### Dataset entries
//! Chunking rules for the stop-and-wait transfer protocol.
//!
//! ```text
//! meta ─▶ chunk 0 ─▶ ack 0 ─▶ chunk 1 ─▶ ack 1 ─▶ ... ─▶ chunk N-1 ─▶ ack N-1 ─▶ done
//! ```
//!
//! Chunk `i` of a file of `size` bytes covers `[i * CHUNK_SIZE, min((i + 1) * CHUNK_SIZE, size))`.
//! Only the final chunk may be shorter. A zero-byte file has no chunks.

use std::ops::Range;

/// Chunk size: 64 KiB.
pub const CHUNK_SIZE: usize = 64 * 1024;

/// Number of chunks for a file of `size` bytes.
pub fn total_chunks(size: u64) -> u64 {
    size.div_ceil(CHUNK_SIZE as u64)
}

/// Byte range of chunk `index`, or `None` past the end of the file.
pub fn chunk_range(size: u64, index: u64) -> Option<Range<u64>> {
    if index >= total_chunks(size) {
        return None;
    }
    let start = index * CHUNK_SIZE as u64;
    let end = (start + CHUNK_SIZE as u64).min(size);
    Some(start..end)
}

/// Length of chunk `index`, 0 past the end of the file.
pub fn chunk_len(size: u64, index: u64) -> usize {
    chunk_range(size, index).map_or(0, |r| (r.end - r.start) as usize)
}

/// Bytes covered by chunks `0..count`.
pub fn bytes_through(size: u64, count: u64) -> u64 {
    (count * CHUNK_SIZE as u64).min(size)
}

/// Whole-percent progress; an empty file counts as done only once finished.
pub fn percent(done_chunks: u64, total: u64, finished: bool) -> u8 {
    if total == 0 {
        return if finished { 100 } else { 0 };
    }
    ((done_chunks as f64 / total as f64) * 100.0).round().min(100.0) as u8
}
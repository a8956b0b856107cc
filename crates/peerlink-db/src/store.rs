use anyhow::Result;

use peerlink_types::{SendCheckpointKey, TransferRecord, TransferStatus};

/// Persistence contract the transfer engines rely on.
///
/// Every method returns only after the change is durable (or has failed).
/// Callers must not advance protocol state when a write returns an error.
pub trait ChunkStore: Send + Sync {
    /// Store one chunk. Writing an existing index replaces it.
    fn put_chunk(&self, transfer_id: &str, index: u64, data: &[u8]) -> Result<()>;

    fn get_chunk(&self, transfer_id: &str, index: u64) -> Result<Option<Vec<u8>>>;

    /// Highest `k` such that chunks `0..=k` all exist, or `None` if chunk 0 is
    /// missing.
    fn highest_contiguous_index(&self, transfer_id: &str) -> Result<Option<u64>>;

    /// Insert or replace transfer metadata.
    fn put_metadata(&self, record: &TransferRecord) -> Result<()>;

    fn get_metadata(&self, transfer_id: &str) -> Result<Option<TransferRecord>>;

    fn update_progress(
        &self,
        transfer_id: &str,
        chunks_persisted: u64,
        status: TransferStatus,
    ) -> Result<()>;

    /// All transfers of a room, oldest first.
    fn list_by_room(&self, room_id: &str) -> Result<Vec<TransferRecord>>;

    /// Most recent unfinished transfer of the same file in the same room.
    fn find_resumable(&self, room_id: &str, name: &str, size: u64) -> Result<Option<TransferRecord>>;

    /// Most recent transfer of the room that was still receiving.
    fn latest_in_progress(&self, room_id: &str) -> Result<Option<TransferRecord>>;

    /// Remove metadata and every chunk of a transfer in one transaction.
    fn delete_transfer(&self, transfer_id: &str) -> Result<()>;

    fn put_send_checkpoint(
        &self,
        key: &SendCheckpointKey,
        last_acked_chunk: u64,
        total_chunks: u64,
    ) -> Result<()>;

    /// Last acknowledged chunk for an outbound file, `-1` if none.
    fn get_send_checkpoint(&self, key: &SendCheckpointKey) -> Result<i64>;

    fn clear_send_checkpoint(&self, key: &SendCheckpointKey) -> Result<()>;
}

### ACTIVITY
If a line in the entries contains "start", copy it.

### RESPONSE AREA
    let start = index * CHUNK_SIZE as u64;
    let end = (start + CHUNK_SIZE as u64).min(size);
    Some(start..end)
    chunk_range(size, index).map_or(0, |r| (r.end - r.start) as usize)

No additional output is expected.